=== WHAT THIS TASK INVOLVES ===
Retype, without any change, the first line of the records and every line after it through the one containing "use crate::config::Prompts;".

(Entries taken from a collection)
//! Minimal client for an OpenAI-compatible completion endpoint (NVIDIA NIM).
//!
//! We only call chat.completions and request either plain text or a strict
//! JSON object. Model output is an untrusted boundary: everything structured
//! is parsed and schema-validated before it reaches the workflow, and a
//! mismatch surfaces as `UpstreamGeneration` rather than crashing anything.
//! Calls are instrumented and log model names, latencies, and response sizes
//! (not contents).
//!
//! NOTE: We never log the API key and we keep payload truncations short.

use std::time::Duration;

use reqwest::header::{AUTHORIZATION, CONTENT_TYPE, USER_AGENT};
use serde::{Deserialize, Serialize};
use tracing::{info, instrument};

use crate::config::Prompts;
use crate::domain::{Difficulty, Question, Quiz, OPTIONS_PER_QUESTION, QUIZ_LEN};
use crate::error::TutorError;
use crate::util::fill_template;
use uuid::Uuid;

const DEFAULT_BASE_URL: &str = "https://integrate.api.nvidia.com/v1";
const DEFAULT_MODEL: &str = "meta/llama-3.1-405b-instruct";
const DEFAULT_TIMEOUT_SECS: u64 = 30;

#[derive(Clone)]
pub struct Llm {
  pub client: reqwest::Client,
  pub api_key: String,
  pub base_url: String,
  pub model: String,
}

/// Raw shape we ask the model for when extracting concepts.
#[derive(Deserialize)]
struct GenConcepts {
  concepts: Vec<String>,
}

/// Raw shape we ask the model for when generating a quiz.
#[derive(Deserialize)]
pub struct GenQuiz {
  pub questions: Vec<GenQuestion>,
}

#[derive(Deserialize)]
pub struct GenQuestion {
  pub prompt: String,
  pub options: Vec<String>,
  pub correct: String,
  pub explanation: String,
  #[serde(default)]
  pub concept: String,
}

impl Llm {
  /// Construct the client if we find NIM_API_KEY; otherwise return None.
  pub fn from_env() -> Option<Self> {
    let api_key = std::env::var("NIM_API_KEY").ok()?;
    let base_url =
      std::env::var("NIM_BASE_URL").unwrap_or_else(|_| DEFAULT_BASE_URL.into());
    let model = std::env::var("NIM_MODEL").unwrap_or_else(|_| DEFAULT_MODEL.into());
    let timeout = std::env::var("NIM_TIMEOUT_SECS")
      .ok()
      .and_then(|s| s.parse::<u64>().ok())
      .unwrap_or(DEFAULT_TIMEOUT_SECS);

    let client = reqwest::Client::builder()
      .timeout(Duration::from_secs(timeout))
      .build()
      .ok()?;

    Some(Self { client, api_key, base_url, model })
  }

  fn transport_error(e: reqwest::Error) -> TutorError {
    if e.is_timeout() {
      TutorError::UpstreamTimeout
    } else {
      TutorError::UpstreamGeneration(e.to_string())
    }
  }

  /// Plain-text chat completion. Used for feedback prose.
  #[instrument(level = "info", skip(self, system, user), fields(model = %self.model))]
  async fn chat_plain(
    &self,
    system: &str,
    user: &str,
    temperature: f32,
  ) -> Result<String, TutorError> {
    let body = self.chat(system, user, temperature, None).await?;
    let text = body.choices.first()
      .and_then(|c| c.message.content.clone())
      .unwrap_or_default().trim().to_string();
    Ok(text)
  }

  /// JSON-object chat completion. Generic over the target type T.
  #[instrument(level = "info", skip(self, system, user), fields(model = %self.model))]
  async fn chat_json<T: for<'a> Deserialize<'a>>(
    &self,
    system: &str,
    user: &str,
    temperature: f32,
  ) -> Result<T, TutorError> {
    let body = self
      .chat(system, user, temperature, Some(ResponseFormat { r#type: "json_object".into() }))
      .await?;
    let text = body.choices.first()
      .and_then(|c| c.message.content.clone())
      .unwrap_or_default();

    serde_json::from_str::<T>(&text)
      .map_err(|e| TutorError::UpstreamGeneration(format!("JSON parse error: {}", e)))
  }

  async fn chat(
    &self,
    system: &str,
    user: &str,
    temperature: f32,
    response_format: Option<ResponseFormat>,
  ) -> Result<ChatCompletionResponse, TutorError> {
    let url = format!("{}/chat/completions", self.base_url);
    let req = ChatCompletionRequest {
      model: self.model.clone(),
      messages: vec![
        ChatMessageReq { role: "system".into(), content: system.into() },
        ChatMessageReq { role: "user".into(), content: user.into() },
      ],
      temperature,
      response_format,
      max_tokens: None,
    };

    let res = self.client.post(&url)
      .header(USER_AGENT, "intellilearn-backend/0.1")
      .header(CONTENT_TYPE, "application/json")
      .header(AUTHORIZATION, format!("Bearer {}", self.api_key))
      .json(&req).send().await.map_err(Self::transport_error)?;

    if !res.status().is_success() {
      let status = res.status();
      let body = res.text().await.unwrap_or_default();
      let msg = extract_api_error(&body).unwrap_or(body);
      return Err(TutorError::UpstreamGeneration(format!("HTTP {}: {}", status, msg)));
    }

    let body: ChatCompletionResponse = res.json().await.map_err(Self::transport_error)?;
    if let Some(usage) = &body.usage {
      info!(prompt_tokens = ?usage.prompt_tokens, completion_tokens = ?usage.completion_tokens, total_tokens = ?usage.total_tokens, "LLM usage");
    }
    Ok(body)
  }

  // --- High-level helpers (domain-specialized) ---

  /// Ask the model for 5-7 core concepts in the given material.
  /// The caller post-processes (trim/dedup); this only enforces JSON shape.
  #[instrument(level = "info", skip(self, prompts, content), fields(content_len = content.len()))]
  pub async fn extract_concepts(
    &self,
    prompts: &Prompts,
    content: &str,
  ) -> Result<Vec<String>, TutorError> {
    // Truncate very large uploads; the head of the material is enough for
    // concept extraction.
    let head: String = content.chars().take(10_000).collect();
    let user = fill_template(&prompts.extract_user_template, &[("content", &head)]);
    let gen: GenConcepts = self.chat_json(&prompts.extract_system, &user, 0.2).await?;
    Ok(gen.concepts)
  }

  /// Generate a full quiz and validate it into the domain shape.
  #[instrument(level = "info", skip(self, prompts, concepts), fields(%difficulty, model = %self.model, n_concepts = concepts.len()))]
  pub async fn generate_quiz(
    &self,
    prompts: &Prompts,
    concepts: &[String],
    difficulty: Difficulty,
  ) -> Result<Quiz, TutorError> {
    let user = fill_template(
      &prompts.quiz_user_template,
      &[("difficulty", difficulty.as_str()), ("concepts", &concepts.join(", "))],
    );
    let start = std::time::Instant::now();
    let gen: GenQuiz = self.chat_json(&prompts.quiz_system, &user, 0.7).await?;
    info!(elapsed = ?start.elapsed(), "Quiz generation response received");

    quiz_from_generated(gen, difficulty, concepts)
  }

  /// Compose encouraging feedback prose for one graded round.
  #[instrument(level = "info", skip(self, prompts, weak_topics), fields(n_weak = weak_topics.len()))]
  pub async fn feedback_text(
    &self,
    prompts: &Prompts,
    score: u8,
    difficulty: Difficulty,
    weak_topics: &[String],
  ) -> Result<String, TutorError> {
    let topics = if weak_topics.is_empty() { "none".to_string() } else { weak_topics.join(", ") };
    let user = fill_template(
      &prompts.feedback_user_template,
      &[
        ("score", &score.to_string()),
        ("difficulty", difficulty.as_str()),
        ("weak_topics", &topics),
      ],
    );
    self.chat_plain(&prompts.feedback_system, &user, 0.5).await
  }
}

/// Validate raw generated output into a `Quiz`, rejecting shape violations.
/// Each question's concept is snapped onto the supplied concept list
/// (case-insensitive) so weak-topic attribution stays within the session's
/// vocabulary; an unmappable label is kept verbatim rather than dropped.
pub fn quiz_from_generated(
  gen: GenQuiz,
  difficulty: Difficulty,
  concepts: &[String],
) -> Result<Quiz, TutorError> {
  if gen.questions.len() != QUIZ_LEN {
    return Err(TutorError::UpstreamGeneration(format!(
      "expected {} questions, model returned {}",
      QUIZ_LEN,
      gen.questions.len()
    )));
  }

  let mut questions = Vec::with_capacity(QUIZ_LEN);
  for (i, q) in gen.questions.into_iter().enumerate() {
    if q.options.len() != OPTIONS_PER_QUESTION {
      return Err(TutorError::UpstreamGeneration(format!(
        "question {} has {} options, expected {}",
        i + 1,
        q.options.len(),
        OPTIONS_PER_QUESTION
      )));
    }
    if !q.options.iter().any(|o| o.trim() == q.correct.trim()) {
      return Err(TutorError::UpstreamGeneration(format!(
        "question {}: correct answer is not among the options",
        i + 1
      )));
    }
    let concept = concepts
      .iter()
      .find(|c| c.eq_ignore_ascii_case(q.concept.trim()))
      .cloned()
      .unwrap_or_else(|| q.concept.trim().to_string());
    questions.push(Question {
      prompt: q.prompt,
      options: q.options,
      correct: q.correct.trim().to_string(),
      explanation: q.explanation,
      concept,
    });
  }

  Ok(Quiz { id: Uuid::new_v4().to_string(), difficulty, questions })
}

// --- Chat DTOs ---

#[derive(Serialize)]
struct ChatCompletionRequest {
  model: String,
  messages: Vec<ChatMessageReq>,
  temperature: f32,
  #[serde(skip_serializing_if = "Option::is_none")]
  response_format: Option<ResponseFormat>,
  #[serde(skip_serializing_if = "Option::is_none")]
  max_tokens: Option<u32>,
}
#[derive(Serialize)]
struct ChatMessageReq { role: String, content: String }
#[derive(Serialize)]
struct ResponseFormat { #[serde(rename = "type")] r#type: String }

#[derive(Deserialize)]
struct ChatCompletionResponse {
  choices: Vec<ChatChoice>,
  #[serde(default)] usage: Option<Usage>,
}
#[derive(Deserialize)]
struct ChatChoice { message: ChatMessageResp }
#[derive(Deserialize)]
struct ChatMessageResp { content: Option<String> }
#[derive(Deserialize)]
struct Usage {
  #[serde(default)] prompt_tokens: Option<u32>,
  #[serde(default)] completion_tokens: Option<u32>,
  #[serde(default)] total_tokens: Option<u32>,
}

/// Try to extract a clean error message from an OpenAI-style error body.
fn extract_api_error(body: &str) -> Option<String> {
  #[derive(Deserialize)]
  struct EWrap { error: EObj }
  #[derive(Deserialize)]
  struct EObj { message: String }
  serde_json::from_str::<EWrap>(body).ok().map(|w| w.error.message)
}

#[cfg(test)]
mod tests {
  use super::*;

  fn gen_question(concept: &str) -> GenQuestion {
    GenQuestion {
      prompt: "What does a base case do?".into(),
      options: vec!["Stops recursion".into(), "Speeds loops".into(), "Frees memory".into(), "Sorts data".into()],
      correct: "Stops recursion".into(),
      explanation: "Without it recursion never terminates.".into(),
      concept: concept.into(),
    }
  }

  #[test]
  fn valid_generation_becomes_a_quiz() {
    let gen = GenQuiz { questions: (0..5).map(|_| gen_question("recursion")).collect() };
    let concepts = vec!["Recursion".to_string(), "Loops".to_string()];
    let quiz = quiz_from_generated(gen, Difficulty::Hard, &concepts).unwrap();
    assert_eq!(quiz.questions.len(), 5);
    assert_eq!(quiz.difficulty, Difficulty::Hard);
    // Concept label snapped onto the supplied spelling.
    assert_eq!(quiz.questions[0].concept, "Recursion");
  }

  #[test]
  fn wrong_question_count_is_rejected() {
    let gen = GenQuiz { questions: (0..3).map(|_| gen_question("Recursion")).collect() };
    let err = quiz_from_generated(gen, Difficulty::Medium, &["Recursion".into()]).unwrap_err();
    assert!(matches!(err, TutorError::UpstreamGeneration(_)));
  }

  #[test]
  fn correct_answer_must_be_an_option() {
    let mut q = gen_question("Recursion");
    q.correct = "Something else".into();
    let mut questions: Vec<GenQuestion> = (0..4).map(|_| gen_question("Recursion")).collect();
    questions.push(q);
    let err = quiz_from_generated(GenQuiz { questions }, Difficulty::Medium, &["Recursion".into()])
      .unwrap_err();
    assert!(matches!(err, TutorError::UpstreamGeneration(_)));
  }

  #[test]
  fn wrong_option_count_is_rejected() {
    let mut q = gen_question("Recursion");
    q.options.pop();
    q.correct = q.options[0].clone();
    let mut questions: Vec<GenQuestion> = (0..4).map(|_| gen_question("Recursion")).collect();
    questions.push(q);
    let err = quiz_from_generated(GenQuiz { questions }, Difficulty::Easy, &["Recursion".into()])
      .unwrap_err();
    assert!(matches!(err, TutorError::UpstreamGeneration(_)));
  }

  #[test]
  fn unmapped_concept_label_is_kept_verbatim() {
    let gen = GenQuiz { questions: (0..5).map(|_| gen_question("Dynamic Programming")).collect() };
    let quiz = quiz_from_generated(gen, Difficulty::Medium, &["Recursion".into()]).unwrap();
    assert_eq!(quiz.questions[0].concept, "Dynamic Programming");
  }
}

=== RESPONSE AREA ===
//! Minimal client for an OpenAI-compatible completion endpoint (NVIDIA NIM).
//!
//! We only call chat.completions and request either plain text or a strict
//! JSON object. Model output is an untrusted boundary: everything structured
//! is parsed and schema-validated before it reaches the workflow, and a
//! mismatch surfaces as `UpstreamGeneration` rather than crashing anything.
//! Calls are instrumented and log model names, latencies, and response sizes
//! (not contents).
//!
//! NOTE: We never log the API key and we keep payload truncations short.

use std::time::Duration;

use reqwest::header::{AUTHORIZATION, CONTENT_TYPE, USER_AGENT};
use serde::{Deserialize, Serialize};
use tracing::{info, instrument};

use crate::config::Prompts;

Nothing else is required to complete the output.